MEAT LOAF ENTRETIEN AVEC LE VIANDARD
Voici 41 ans dans BEST GBD rencontrait enfin le monumental Meat Loaf. Après m’avoir posé un lapin à New York six mois auparavant durant lequel j’en avais profité pour interviewer son colistier Jim Steinman, j’ai tout de même fini par croiser à Paris la route de l’imposant vocaliste de « Bat Out of Hell » qui publiait alors « Deadringer » le second volet de ses aventures en heroic fantasy sonic. 9 mois après sa triste disparition pour cause de COVID flashback…
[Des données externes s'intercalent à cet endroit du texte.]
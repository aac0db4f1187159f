use std::io::Read;
use std::path::{Path, PathBuf};
use std::process::{Command, Stdio};
use std::thread;
use std::time::{Duration, Instant};

use anyhow::{anyhow, bail, Context};
use serde_json::Value;

use super::{parse_exif_datetime, CaptureTimestamp, MetadataReader};
use crate::error::SortError;

pub const EXIFTOOL: &str = "exiftool";
pub const DEFAULT_TIMEOUT: Duration = Duration::from_secs(30);

const POLL_INTERVAL: Duration = Duration::from_millis(20);

/// exiftool tag names, in priority order.
const CAPTURE_TAGS: [&str; 2] = ["DateTimeOriginal", "CreateDate"];

/// Reads capture times by running `exiftool -j` once per file.
#[derive(Debug, Clone)]
pub struct ExifToolReader {
    program: PathBuf,
    timeout: Duration,
}

impl Default for ExifToolReader {
    fn default() -> Self {
        Self::new(DEFAULT_TIMEOUT)
    }
}

impl ExifToolReader {
    pub fn new(timeout: Duration) -> Self {
        Self {
            program: PathBuf::from(EXIFTOOL),
            timeout,
        }
    }

    /// Use a specific executable instead of looking up `exiftool` on PATH.
    pub fn with_program(mut self, program: impl Into<PathBuf>) -> Self {
        self.program = program.into();
        self
    }

    fn run(&self, path: &Path) -> anyhow::Result<Vec<u8>> {
        let mut child = Command::new(&self.program)
            .arg("-j")
            .args(CAPTURE_TAGS.iter().map(|t| format!("-{t}")))
            .arg(path)
            .stdin(Stdio::null())
            .stdout(Stdio::piped())
            .stderr(Stdio::null())
            .spawn()
            .with_context(|| format!("spawning {}", self.program.display()))?;

        // Drain stdout on a side thread so a chatty child can never block on a full pipe
        let mut stdout = child
            .stdout
            .take()
            .ok_or_else(|| anyhow!("exiftool stdout was not captured"))?;
        let drain = thread::spawn(move || -> std::io::Result<Vec<u8>> {
            let mut buf = Vec::new();
            stdout.read_to_end(&mut buf)?;
            Ok(buf)
        });

        // A timeout too large to represent means no deadline at all
        let deadline = Instant::now().checked_add(self.timeout);
        let status = loop {
            if let Some(status) = child.try_wait()? {
                break status;
            }
            if deadline.is_some_and(|d| Instant::now() >= d) {
                let _ = child.kill();
                let _ = child.wait();
                bail!("exiftool timed out after {}s", self.timeout.as_secs_f64());
            }
            thread::sleep(POLL_INTERVAL);
        };

        let output = drain
            .join()
            .map_err(|_| anyhow!("exiftool output reader panicked"))??;
        if !status.success() {
            bail!("exiftool exited with {}", status);
        }
        Ok(output)
    }
}

impl MetadataReader for ExifToolReader {
    fn name(&self) -> &str {
        EXIFTOOL
    }

    fn check_available(&self) -> Result<(), SortError> {
        which::which(&self.program)
            .map(|_| ())
            .map_err(|_| SortError::PrereqMissing {
                tool: self.program.display().to_string(),
            })
    }

    fn capture_timestamp(&self, path: &Path) -> anyhow::Result<Option<CaptureTimestamp>> {
        let output = self.run(path)?;
        parse_exiftool_json(&output)
    }
}

/// Pick the capture time out of `exiftool -j` output for a single file.
pub fn parse_exiftool_json(output: &[u8]) -> anyhow::Result<Option<CaptureTimestamp>> {
    let json: Vec<Value> = serde_json::from_slice(output).context("parsing exiftool output")?;
    let Some(record) = json.into_iter().next() else {
        return Ok(None);
    };

    Ok(CAPTURE_TAGS
        .iter()
        .filter_map(|tag| record.get(*tag).and_then(Value::as_str))
        .find_map(parse_exif_datetime))
}
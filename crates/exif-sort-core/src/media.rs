use std::path::{Path, PathBuf};

/// Extensions picked up from the source directory, compared case-insensitively.
pub const IMAGE_EXTENSIONS: &[&str] = &["raw", "jpeg", "jpg"];

#[derive(Debug, Clone, PartialEq, Eq)]
pub struct ImageFile {
    /// Location in the source tree
    pub path: PathBuf,
    /// Just the filename
    pub filename: String,
    /// Filename without the extension
    pub base_name: String,
    /// Extension as written on disk (case preserved), without the dot
    pub extension: String,
}

impl ImageFile {
    /// Build an `ImageFile` for a path whose extension is one of [`IMAGE_EXTENSIONS`].
    ///
    /// Names that are not valid UTF-8 are kept, with the invalid bytes
    /// replaced; see [`ImageFile::has_lossy_name`].
    pub fn from_path(path: &Path) -> Option<Self> {
        let extension = path.extension()?.to_string_lossy().into_owned();
        if !is_image_extension(&extension) {
            return None;
        }
        Some(Self {
            path: path.to_path_buf(),
            filename: path.file_name()?.to_string_lossy().into_owned(),
            base_name: path.file_stem()?.to_string_lossy().into_owned(),
            extension,
        })
    }

    /// The on-disk name is not valid UTF-8, so the output name differs from it.
    pub fn has_lossy_name(&self) -> bool {
        self.path.file_name().is_some_and(|name| name.to_str().is_none())
    }
}

pub fn is_image_extension(ext: &str) -> bool {
    IMAGE_EXTENSIONS.iter().any(|known| ext.eq_ignore_ascii_case(known))
}
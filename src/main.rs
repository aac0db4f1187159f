mod logging;

use std::path::PathBuf;
use std::time::Duration;

use clap::{Parser, ValueEnum};
use exif_sort_core::date::{BuiltinExifReader, ExifToolReader, FsModifiedTime, MetadataReader};
use exif_sort_core::{CancellationToken, ProcessControl, ProcessOptions};
use indicatif::{ProgressBar, ProgressStyle};

#[derive(Debug, Clone, Copy, PartialEq, Eq, ValueEnum)]
enum ReaderKind {
    /// Run the external exiftool program (must be on PATH)
    Exiftool,
    /// Read EXIF in-process
    Builtin,
}

#[derive(Parser)]
#[command(
    name = "exif-sort",
    version,
    about = "Sort photos into Year/Month folders by EXIF capture date, separating duplicates and undated files"
)]
struct Cli {
    /// Input directory
    #[arg(long, default_value = "Source")]
    source: PathBuf,

    /// Output directory for dated originals
    #[arg(long, default_value = "Dest")]
    dest: PathBuf,

    /// Output directory for files sharing a capture time with an earlier file
    #[arg(long, default_value = "Duplicates")]
    duplicates: PathBuf,

    /// Output directory for files without capture metadata
    #[arg(long, default_value = "No_Exif")]
    no_exif: PathBuf,

    /// Also pick up images in subdirectories of the input directory
    #[arg(long)]
    recursive: bool,

    /// Decide and print every placement without creating or copying anything
    #[arg(long)]
    dry_run: bool,

    /// Worker threads for metadata reads and copies
    #[arg(short, long)]
    jobs: Option<usize>,

    /// How capture dates are read
    #[arg(long, value_enum, default_value_t = ReaderKind::Exiftool)]
    reader: ReaderKind,

    /// Seconds to wait for exiftool on a single file
    #[arg(long, default_value_t = 30)]
    exiftool_timeout: u64,

    /// Log decisions as well as actions
    #[arg(short, long)]
    verbose: bool,

    /// Only log warnings and errors
    #[arg(short, long, conflicts_with = "verbose")]
    quiet: bool,
}

fn main() -> anyhow::Result<()> {
    let cli = Cli::parse();
    logging::init(logging::level_for(cli.verbose, cli.quiet))?;
    let t_total = std::time::Instant::now();

    let reader: Box<dyn MetadataReader> = match cli.reader {
        ReaderKind::Exiftool => Box::new(ExifToolReader::new(Duration::from_secs(cli.exiftool_timeout))),
        ReaderKind::Builtin => Box::new(BuiltinExifReader),
    };

    let options = ProcessOptions {
        source: cli.source,
        dest: cli.dest,
        duplicates: cli.duplicates,
        no_exif: cli.no_exif,
        recursive: cli.recursive,
        dry_run: cli.dry_run,
        jobs: cli.jobs,
    };

    let token = CancellationToken::new();
    let handler_token = token.clone();
    ctrlc::set_handler(move || {
        eprintln!("\nCancelling, waiting for in-flight copies to finish...");
        handler_token.cancel();
    })?;
    let control = ProcessControl::new().with_cancel_token(token);

    let pb = ProgressBar::new(0);
    pb.set_style(ProgressStyle::default_bar().template("[{bar:40}] {pos}/{len} reading dates")?);

    let bar = pb.clone();
    let result = exif_sort_core::process_with_control(
        &options,
        reader.as_ref(),
        &FsModifiedTime,
        &control,
        &move |stage, current, total, _message| {
            if stage != "metadata" || bar.is_finished() {
                return;
            }
            bar.set_length(total);
            bar.set_position(current + 1);
            if current + 1 >= total {
                bar.finish_and_clear();
            }
        },
    );
    pb.finish_and_clear();
    let result = result?;

    tracing::info!(
        "Done! {} files: {} dated, {} duplicates, {} without metadata, {} already present, {} failed ({:.2}s)",
        result.total,
        result.primary,
        result.duplicates,
        result.no_metadata,
        result.already_present,
        result.failed,
        t_total.elapsed().as_secs_f64()
    );

    Ok(())
}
Quelques mois auparavant, cet hiver 1981, j’avais attendu en vain Meat Loaf durant plus d’une semaine au Hilton Manhattan, juste en face du CBS building, son label discographique. Certes, j’avais pu alors ronger mon frein avec son buddy Jim Steinman qui avait composé tous les titres de son « Bat Out of Hell » ( Voir sur Gonzomusic SO LONG JIM STEINMAN ) et j’avais également meublé mon temps en tendant mon micro à tant de héros du rock de mon adolescence ( Voir sur Gonzomusic) David Johansen, le chanteur des NY Dolls, Todd Rundgren, Elliott Murphy et quelques autres ( Voir sur Gonzomusic ALL MY NEW YORK 1981 HEROES), mais à ce jour d’automne 1981, je n’avais pas encore tendu mon micro à Meat Loaf. La publication de son « Deadringer » allait m’en donner l’occasion, d’abord au téléphone puis en meat et en os dans les salons chics d’un palace parisien. Pour une rencontre forcément au sommet.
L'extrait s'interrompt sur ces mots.